**Task prompt**
Find every line below where the string "enumerate" shows up, and copy those lines.

**Input for this task**
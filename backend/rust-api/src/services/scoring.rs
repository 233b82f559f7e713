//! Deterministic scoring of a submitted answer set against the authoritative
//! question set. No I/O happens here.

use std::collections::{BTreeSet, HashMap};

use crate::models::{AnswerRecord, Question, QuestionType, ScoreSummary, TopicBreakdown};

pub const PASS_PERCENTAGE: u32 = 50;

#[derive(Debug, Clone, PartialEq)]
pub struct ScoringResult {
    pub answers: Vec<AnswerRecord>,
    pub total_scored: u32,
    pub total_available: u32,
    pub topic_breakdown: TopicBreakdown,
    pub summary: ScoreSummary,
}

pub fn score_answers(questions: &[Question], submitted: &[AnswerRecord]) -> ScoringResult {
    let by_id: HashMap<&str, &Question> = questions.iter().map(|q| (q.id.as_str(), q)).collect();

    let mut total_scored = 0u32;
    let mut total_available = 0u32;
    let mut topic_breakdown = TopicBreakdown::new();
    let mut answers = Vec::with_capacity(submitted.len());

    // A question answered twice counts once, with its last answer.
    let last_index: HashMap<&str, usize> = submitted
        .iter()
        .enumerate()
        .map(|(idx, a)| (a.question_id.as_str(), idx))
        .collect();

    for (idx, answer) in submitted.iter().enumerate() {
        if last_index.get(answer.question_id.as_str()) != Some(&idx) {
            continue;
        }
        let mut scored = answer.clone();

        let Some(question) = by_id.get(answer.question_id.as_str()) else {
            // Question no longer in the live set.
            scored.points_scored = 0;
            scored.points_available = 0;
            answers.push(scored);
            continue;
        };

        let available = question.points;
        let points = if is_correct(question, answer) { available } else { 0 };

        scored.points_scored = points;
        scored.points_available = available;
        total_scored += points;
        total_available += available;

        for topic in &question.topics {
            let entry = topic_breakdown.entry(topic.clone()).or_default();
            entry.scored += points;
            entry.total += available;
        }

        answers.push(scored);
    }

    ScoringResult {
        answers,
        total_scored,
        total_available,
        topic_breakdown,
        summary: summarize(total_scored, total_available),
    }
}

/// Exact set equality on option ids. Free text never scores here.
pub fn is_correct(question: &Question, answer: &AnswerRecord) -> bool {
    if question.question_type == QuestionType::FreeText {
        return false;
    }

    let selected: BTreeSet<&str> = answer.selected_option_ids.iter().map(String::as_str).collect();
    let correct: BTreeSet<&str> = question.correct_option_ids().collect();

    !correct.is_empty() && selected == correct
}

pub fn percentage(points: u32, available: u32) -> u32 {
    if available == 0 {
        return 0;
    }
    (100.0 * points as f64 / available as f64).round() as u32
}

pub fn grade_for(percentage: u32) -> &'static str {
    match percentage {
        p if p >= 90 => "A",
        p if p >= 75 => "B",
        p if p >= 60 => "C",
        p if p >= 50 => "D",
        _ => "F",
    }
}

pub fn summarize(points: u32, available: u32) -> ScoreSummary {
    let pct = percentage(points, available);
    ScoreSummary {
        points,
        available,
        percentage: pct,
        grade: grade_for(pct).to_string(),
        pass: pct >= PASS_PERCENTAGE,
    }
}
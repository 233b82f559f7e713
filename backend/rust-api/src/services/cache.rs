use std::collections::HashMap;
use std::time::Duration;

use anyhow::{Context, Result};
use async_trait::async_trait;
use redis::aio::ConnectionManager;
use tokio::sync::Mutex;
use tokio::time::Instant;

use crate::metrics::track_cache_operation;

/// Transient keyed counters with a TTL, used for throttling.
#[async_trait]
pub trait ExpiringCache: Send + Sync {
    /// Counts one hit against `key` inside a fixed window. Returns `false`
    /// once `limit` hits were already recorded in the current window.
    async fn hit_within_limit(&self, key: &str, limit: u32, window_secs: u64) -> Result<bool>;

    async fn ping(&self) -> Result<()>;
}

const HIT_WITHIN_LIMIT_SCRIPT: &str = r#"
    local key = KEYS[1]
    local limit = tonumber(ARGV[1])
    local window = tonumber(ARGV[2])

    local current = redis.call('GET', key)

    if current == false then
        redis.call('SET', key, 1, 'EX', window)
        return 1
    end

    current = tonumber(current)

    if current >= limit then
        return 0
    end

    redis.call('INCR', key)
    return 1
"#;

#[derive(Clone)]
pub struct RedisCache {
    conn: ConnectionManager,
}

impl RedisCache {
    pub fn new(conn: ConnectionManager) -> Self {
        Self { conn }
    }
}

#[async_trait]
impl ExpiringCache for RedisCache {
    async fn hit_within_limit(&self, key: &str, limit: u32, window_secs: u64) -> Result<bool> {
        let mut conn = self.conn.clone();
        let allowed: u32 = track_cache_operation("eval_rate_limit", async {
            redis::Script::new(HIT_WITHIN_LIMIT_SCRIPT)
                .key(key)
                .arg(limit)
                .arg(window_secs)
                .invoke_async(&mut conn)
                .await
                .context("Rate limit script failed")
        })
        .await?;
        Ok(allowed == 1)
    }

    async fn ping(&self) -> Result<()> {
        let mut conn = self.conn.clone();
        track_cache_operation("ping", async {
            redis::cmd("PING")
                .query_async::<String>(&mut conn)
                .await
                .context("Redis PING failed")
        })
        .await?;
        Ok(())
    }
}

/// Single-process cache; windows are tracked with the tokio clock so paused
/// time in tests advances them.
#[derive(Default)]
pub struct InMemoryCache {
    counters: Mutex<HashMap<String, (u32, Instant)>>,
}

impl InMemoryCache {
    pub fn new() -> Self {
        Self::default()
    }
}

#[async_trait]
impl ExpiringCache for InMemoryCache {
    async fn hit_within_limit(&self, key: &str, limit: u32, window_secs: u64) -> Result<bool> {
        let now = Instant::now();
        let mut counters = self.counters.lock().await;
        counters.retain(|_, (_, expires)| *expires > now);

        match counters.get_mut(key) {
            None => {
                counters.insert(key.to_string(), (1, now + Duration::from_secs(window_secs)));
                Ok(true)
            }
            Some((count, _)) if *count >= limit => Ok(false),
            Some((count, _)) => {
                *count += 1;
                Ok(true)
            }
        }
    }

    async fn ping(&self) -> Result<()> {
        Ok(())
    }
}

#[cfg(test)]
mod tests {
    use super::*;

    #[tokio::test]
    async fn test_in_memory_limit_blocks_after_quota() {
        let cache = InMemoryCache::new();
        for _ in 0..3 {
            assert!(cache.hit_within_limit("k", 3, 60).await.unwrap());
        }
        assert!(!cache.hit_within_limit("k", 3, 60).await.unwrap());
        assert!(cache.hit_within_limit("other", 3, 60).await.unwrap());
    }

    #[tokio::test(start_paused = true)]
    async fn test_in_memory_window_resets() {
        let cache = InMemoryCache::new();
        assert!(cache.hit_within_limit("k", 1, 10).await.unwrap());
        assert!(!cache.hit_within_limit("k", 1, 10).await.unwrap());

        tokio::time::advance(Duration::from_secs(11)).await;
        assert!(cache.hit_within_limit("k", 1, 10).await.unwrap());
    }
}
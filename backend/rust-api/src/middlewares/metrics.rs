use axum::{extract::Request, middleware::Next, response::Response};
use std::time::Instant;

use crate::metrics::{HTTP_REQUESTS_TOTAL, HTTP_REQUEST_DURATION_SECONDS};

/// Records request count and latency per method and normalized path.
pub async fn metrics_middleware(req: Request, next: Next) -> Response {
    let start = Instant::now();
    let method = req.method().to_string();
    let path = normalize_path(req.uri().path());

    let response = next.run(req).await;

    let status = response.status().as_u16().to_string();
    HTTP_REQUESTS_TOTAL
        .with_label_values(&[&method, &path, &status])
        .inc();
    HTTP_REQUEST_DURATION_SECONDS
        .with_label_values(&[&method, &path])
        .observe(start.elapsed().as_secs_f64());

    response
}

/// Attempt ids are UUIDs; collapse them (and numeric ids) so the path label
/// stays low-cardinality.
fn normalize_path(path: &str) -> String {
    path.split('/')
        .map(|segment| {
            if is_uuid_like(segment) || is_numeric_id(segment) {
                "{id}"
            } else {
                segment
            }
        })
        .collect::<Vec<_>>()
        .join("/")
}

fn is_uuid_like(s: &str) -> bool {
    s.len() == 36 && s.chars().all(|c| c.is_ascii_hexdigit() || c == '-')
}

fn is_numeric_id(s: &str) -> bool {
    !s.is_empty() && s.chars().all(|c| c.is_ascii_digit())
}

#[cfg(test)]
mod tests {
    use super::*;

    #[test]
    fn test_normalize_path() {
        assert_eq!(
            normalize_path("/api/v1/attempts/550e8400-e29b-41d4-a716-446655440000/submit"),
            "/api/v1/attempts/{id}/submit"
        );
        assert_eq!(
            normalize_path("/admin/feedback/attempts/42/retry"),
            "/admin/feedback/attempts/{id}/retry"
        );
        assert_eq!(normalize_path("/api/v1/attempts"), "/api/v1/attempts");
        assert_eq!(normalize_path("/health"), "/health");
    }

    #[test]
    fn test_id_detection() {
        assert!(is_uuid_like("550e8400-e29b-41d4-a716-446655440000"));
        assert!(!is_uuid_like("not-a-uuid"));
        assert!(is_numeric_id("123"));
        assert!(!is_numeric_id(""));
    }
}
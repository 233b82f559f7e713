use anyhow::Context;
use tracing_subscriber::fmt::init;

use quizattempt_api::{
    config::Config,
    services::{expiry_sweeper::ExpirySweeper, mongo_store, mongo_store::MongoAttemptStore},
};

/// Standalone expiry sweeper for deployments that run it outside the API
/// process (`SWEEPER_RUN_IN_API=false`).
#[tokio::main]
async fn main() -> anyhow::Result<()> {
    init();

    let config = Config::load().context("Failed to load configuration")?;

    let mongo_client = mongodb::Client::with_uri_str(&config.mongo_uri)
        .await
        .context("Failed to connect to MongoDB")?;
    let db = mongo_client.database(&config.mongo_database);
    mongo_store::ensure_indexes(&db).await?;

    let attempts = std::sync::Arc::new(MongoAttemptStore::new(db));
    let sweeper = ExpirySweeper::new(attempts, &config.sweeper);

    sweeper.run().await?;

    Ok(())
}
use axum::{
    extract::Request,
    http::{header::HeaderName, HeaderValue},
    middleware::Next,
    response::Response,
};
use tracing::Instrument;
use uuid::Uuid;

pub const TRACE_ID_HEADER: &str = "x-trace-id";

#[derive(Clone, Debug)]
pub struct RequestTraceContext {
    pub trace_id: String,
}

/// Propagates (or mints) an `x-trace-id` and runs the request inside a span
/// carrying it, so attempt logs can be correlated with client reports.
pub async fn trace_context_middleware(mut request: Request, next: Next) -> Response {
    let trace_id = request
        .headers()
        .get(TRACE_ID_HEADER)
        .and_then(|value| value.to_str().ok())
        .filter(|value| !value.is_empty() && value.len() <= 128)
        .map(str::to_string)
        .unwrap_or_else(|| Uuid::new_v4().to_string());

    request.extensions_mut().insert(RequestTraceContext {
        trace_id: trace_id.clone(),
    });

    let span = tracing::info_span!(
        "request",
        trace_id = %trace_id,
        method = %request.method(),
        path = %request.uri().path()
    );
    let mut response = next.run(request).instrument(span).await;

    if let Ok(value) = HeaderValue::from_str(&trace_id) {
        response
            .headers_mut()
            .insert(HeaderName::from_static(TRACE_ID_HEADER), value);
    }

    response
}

**Reply**
        .enumerate()
    for (idx, answer) in submitted.iter().enumerate() {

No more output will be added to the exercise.